-- Opening Marker --

//! Relation hydration
//!
//! Materializes the relations a read selects. Paths are grouped by their first
//! segment; embedded values recurse with the rest of the path, references load
//! every target by id and virtual fields find the documents pointing back at
//! this one. Loaded documents land under `$field`, next to the stored value.
//! Every load goes through the resolver, so repeated targets are batched.

use std::collections::BTreeMap;

use futures_util::future::{try_join_all, BoxFuture, FutureExt};
use serde_json::{Map, Value};

use super::carry_session;
use crate::driver::SessionId;
use crate::error::{ResolverError, ResolverResult};
use crate::query::{Method, Query};
use crate::resolver::Resolver;
use crate::schema::{collapse_ids, EntityModel, Field, ID_FIELD};

/// Head segment → remaining paths (empty when the head itself is selected)
fn group_paths(paths: &[String]) -> BTreeMap<&str, Vec<String>> {
    let mut groups: BTreeMap<&str, Vec<String>> = BTreeMap::new();
    for path in paths {
        match path.split_once('.') {
            Some((head, rest)) => groups.entry(head).or_default().push(rest.to_string()),
            None => {
                groups.entry(path.as_str()).or_default();
            }
        }
    }
    groups
}

/// Hydrate `doc` (already deserialized) for the selected `paths`
pub(crate) fn hydrate<'a>(
    resolver: &'a Resolver,
    model: &'a EntityModel,
    doc: Value,
    paths: &'a [String],
    session: Option<SessionId>,
) -> BoxFuture<'a, ResolverResult<Value>> {
    async move {
        if paths.is_empty() {
            return Ok(doc);
        }
        let Value::Object(mut obj) = doc else {
            return Ok(doc);
        };

        for (head, rest) in group_paths(paths) {
            let field = model.require_field(head)?;
            if field.is_embedded() {
                if rest.is_empty() {
                    continue;
                }
                if let Some(value) = obj.remove(&field.name) {
                    let value = hydrate_embedded(resolver, field, value, &rest, session).await?;
                    obj.insert(field.name.clone(), value);
                }
                continue;
            }

            let session = field
                .model_ref()
                .and_then(|target| carry_session(resolver, model, target, session));
            if field.is_reference() {
                let Some(value) = obj.get(&field.name) else {
                    continue;
                };
                let value = hydrate_reference(resolver, field, value, &rest, session).await?;
                obj.insert(format!("${}", field.name), value);
            } else if field.is_virtual() {
                let own_id = obj.get(ID_FIELD).cloned().unwrap_or(Value::Null);
                let value = hydrate_virtual(resolver, field, own_id, &rest, session).await?;
                obj.insert(format!("${}", field.name), value);
            }
        }
        Ok(Value::Object(obj))
    }
    .boxed()
}

fn related<'r>(resolver: &'r Resolver, field: &Field) -> ResolverResult<&'r std::sync::Arc<EntityModel>> {
    field
        .model_ref()
        .and_then(|name| resolver.schema().model(name))
        .ok_or_else(|| ResolverError::config(format!("{} has no related model", field)))
}

async fn hydrate_embedded(
    resolver: &Resolver,
    field: &Field,
    value: Value,
    rest: &[String],
    session: Option<SessionId>,
) -> ResolverResult<Value> {
    let embedded = related(resolver, field)?;
    match value {
        Value::Array(items) => {
            let items = try_join_all(
                items
                    .into_iter()
                    .map(|item| hydrate(resolver, embedded, item, rest, session)),
            )
            .await?;
            Ok(Value::Array(items))
        }
        Value::Null => Ok(Value::Null),
        item => hydrate(resolver, embedded, item, rest, session).await,
    }
}

async fn load_one(
    resolver: &Resolver,
    model: &str,
    id: Value,
    select: &[String],
    session: Option<SessionId>,
) -> ResolverResult<Option<Value>> {
    let query = Query::new(model, Method::Get)
        .id(id)?
        .select(select.iter().cloned())
        .session(session);
    resolver.load(query).await?.into_one()
}

async fn hydrate_reference(
    resolver: &Resolver,
    field: &Field,
    value: &Value,
    rest: &[String],
    session: Option<SessionId>,
) -> ResolverResult<Value> {
    let target = related(resolver, field)?.name();
    match collapse_ids(value) {
        Value::Null => Ok(Value::Null),
        Value::Array(ids) => {
            let loads = ids
                .into_iter()
                .filter(|id| !id.is_null())
                .map(|id| load_one(resolver, target, id, rest, session));
            let docs = try_join_all(loads).await?;
            Ok(Value::Array(docs.into_iter().flatten().collect()))
        }
        id => Ok(load_one(resolver, target, id, rest, session)
            .await?
            .unwrap_or(Value::Null)),
    }
}

async fn hydrate_virtual(
    resolver: &Resolver,
    field: &Field,
    own_id: Value,
    rest: &[String],
    session: Option<SessionId>,
) -> ResolverResult<Value> {
    let empty = || if field.array { Value::Array(Vec::new()) } else { Value::Null };
    if own_id.is_null() {
        return Ok(empty());
    }

    let target = related(resolver, field)?;
    let by = field
        .virtual_by()
        .ok_or_else(|| ResolverError::config(format!("{} has no back-reference", field)))?;
    let by_key = target.require_field(by)?.key.clone();

    let mut native = Map::new();
    native.insert(by_key, own_id);
    let query = Query::new(target.name(), Method::Find)
        .native(Value::Object(native))?
        .select(rest.iter().cloned())
        .session(session);
    let docs = resolver.load(query).await?.into_list()?;

    if field.array {
        Ok(Value::Array(docs))
    } else {
        Ok(docs.into_iter().next().unwrap_or_else(empty))
    }
}

#[cfg(test)]
mod tests {
    use super::*;

    #[test]
    fn test_group_paths() {
        let paths: Vec<String> = ["name", "friends.name", "friends.address.city", "address"]
            .iter()
            .map(|s| s.to_string())
            .collect();
        let groups = group_paths(&paths);
        assert_eq!(groups["name"], Vec::<String>::new());
        assert_eq!(groups["friends"], vec!["name", "address.city"]);
        assert_eq!(groups["address"], Vec::<String>::new());
    }
}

-- Closing Marker --

**Work to be completed:** All the entries should be output exactly as given.

**Written response:**
//! Relation hydration
//!
//! Materializes the relations a read selects. Paths are grouped by their first
//! segment; embedded values recurse with the rest of the path, references load
//! every target by id and virtual fields find the documents pointing back at
//! this one. Loaded documents land under `$field`, next to the stored value.
//! Every load goes through the resolver, so repeated targets are batched.

use std::collections::BTreeMap;

use futures_util::future::{try_join_all, BoxFuture, FutureExt};
use serde_json::{Map, Value};

use super::carry_session;
use crate::driver::SessionId;
use crate::error::{ResolverError, ResolverResult};
use crate::query::{Method, Query};
use crate::resolver::Resolver;
use crate::schema::{collapse_ids, EntityModel, Field, ID_FIELD};

/// Head segment → remaining paths (empty when the head itself is selected)
fn group_paths(paths: &[String]) -> BTreeMap<&str, Vec<String>> {
    let mut groups: BTreeMap<&str, Vec<String>> = BTreeMap::new();
    for path in paths {
        match path.split_once('.') {
            Some((head, rest)) => groups.entry(head).or_default().push(rest.to_string()),
            None => {
                groups.entry(path.as_str()).or_default();
            }
        }
    }
    groups
}

/// Hydrate `doc` (already deserialized) for the selected `paths`
pub(crate) fn hydrate<'a>(
    resolver: &'a Resolver,
    model: &'a EntityModel,
    doc: Value,
    paths: &'a [String],
    session: Option<SessionId>,
) -> BoxFuture<'a, ResolverResult<Value>> {
    async move {
        if paths.is_empty() {
            return Ok(doc);
        }
        let Value::Object(mut obj) = doc else {
            return Ok(doc);
        };

        for (head, rest) in group_paths(paths) {
            let field = model.require_field(head)?;
            if field.is_embedded() {
                if rest.is_empty() {
                    continue;
                }
                if let Some(value) = obj.remove(&field.name) {
                    let value = hydrate_embedded(resolver, field, value, &rest, session).await?;
                    obj.insert(field.name.clone(), value);
                }
                continue;
            }

            let session = field
                .model_ref()
                .and_then(|target| carry_session(resolver, model, target, session));
            if field.is_reference() {
                let Some(value) = obj.get(&field.name) else {
                    continue;
                };
                let value = hydrate_reference(resolver, field, value, &rest, session).await?;
                obj.insert(format!("${}", field.name), value);
            } else if field.is_virtual() {
                let own_id = obj.get(ID_FIELD).cloned().unwrap_or(Value::Null);
                let value = hydrate_virtual(resolver, field, own_id, &rest, session).await?;
                obj.insert(format!("${}", field.name), value);
            }
        }
        Ok(Value::Object(obj))
    }
    .boxed()
}

fn related<'r>(resolver: &'r Resolver, field: &Field) -> ResolverResult<&'r std::sync::Arc<EntityModel>> {
    field
        .model_ref()
        .and_then(|name| resolver.schema().model(name))
        .ok_or_else(|| ResolverError::config(format!("{} has no related model", field)))
}

async fn hydrate_embedded(
    resolver: &Resolver,
    field: &Field,
    value: Value,
    rest: &[String],
    session: Option<SessionId>,
) -> ResolverResult<Value> {
    let embedded = related(resolver, field)?;
    match value {
        Value::Array(items) => {
            let items = try_join_all(
                items
                    .into_iter()
                    .map(|item| hydrate(resolver, embedded, item, rest, session)),
            )
            .await?;
            Ok(Value::Array(items))
        }
        Value::Null => Ok(Value::Null),
        item => hydrate(resolver, embedded, item, rest, session).await,
    }
}

async fn load_one(
    resolver: &Resolver,
    model: &str,
    id: Value,
    select: &[String],
    session: Option<SessionId>,
) -> ResolverResult<Option<Value>> {
    let query = Query::new(model, Method::Get)
        .id(id)?
        .select(select.iter().cloned())
        .session(session);
    resolver.load(query).await?.into_one()
}

async fn hydrate_reference(
    resolver: &Resolver,
    field: &Field,
    value: &Value,
    rest: &[String],
    session: Option<SessionId>,
) -> ResolverResult<Value> {
    let target = related(resolver, field)?.name();
    match collapse_ids(value) {
        Value::Null => Ok(Value::Null),
        Value::Array(ids) => {
            let loads = ids
                .into_iter()
                .filter(|id| !id.is_null())
                .map(|id| load_one(resolver, target, id, rest, session));
            let docs = try_join_all(loads).await?;
            Ok(Value::Array(docs.into_iter().flatten().collect()))
        }
        id => Ok(load_one(resolver, target, id, rest, session)
            .await?
            .unwrap_or(Value::Null)),
    }
}

async fn hydrate_virtual(
    resolver: &Resolver,
    field: &Field,
    own_id: Value,
    rest: &[String],
    session: Option<SessionId>,
) -> ResolverResult<Value> {
    let empty = || if field.array { Value::Array(Vec::new()) } else { Value::Null };
    if own_id.is_null() {
        return Ok(empty());
    }

    let target = related(resolver, field)?;
    let by = field
        .virtual_by()
        .ok_or_else(|| ResolverError::config(format!("{} has no back-reference", field)))?;
    let by_key = target.require_field(by)?.key.clone();

    let mut native = Map::new();
    native.insert(by_key, own_id);
    let query = Query::new(target.name(), Method::Find)
        .native(Value::Object(native))?
        .select(rest.iter().cloned())
        .session(session);
    let docs = resolver.load(query).await?.into_list()?;

    if field.array {
        Ok(Value::Array(docs))
    } else {
        Ok(docs.into_iter().next().unwrap_or_else(empty))
    }
}

#[cfg(test)]
mod tests {
    use super::*;

    #[test]
    fn test_group_paths() {
        let paths: Vec<String> = ["name", "friends.name", "friends.address.city", "address"]
            .iter()
            .map(|s| s.to_string())
            .collect();
        let groups = group_paths(&paths);
        assert_eq!(groups["name"], Vec::<String>::new());
        assert_eq!(groups["friends"], vec!["name", "address.city"]);
        assert_eq!(groups["address"], Vec::<String>::new());
    }
}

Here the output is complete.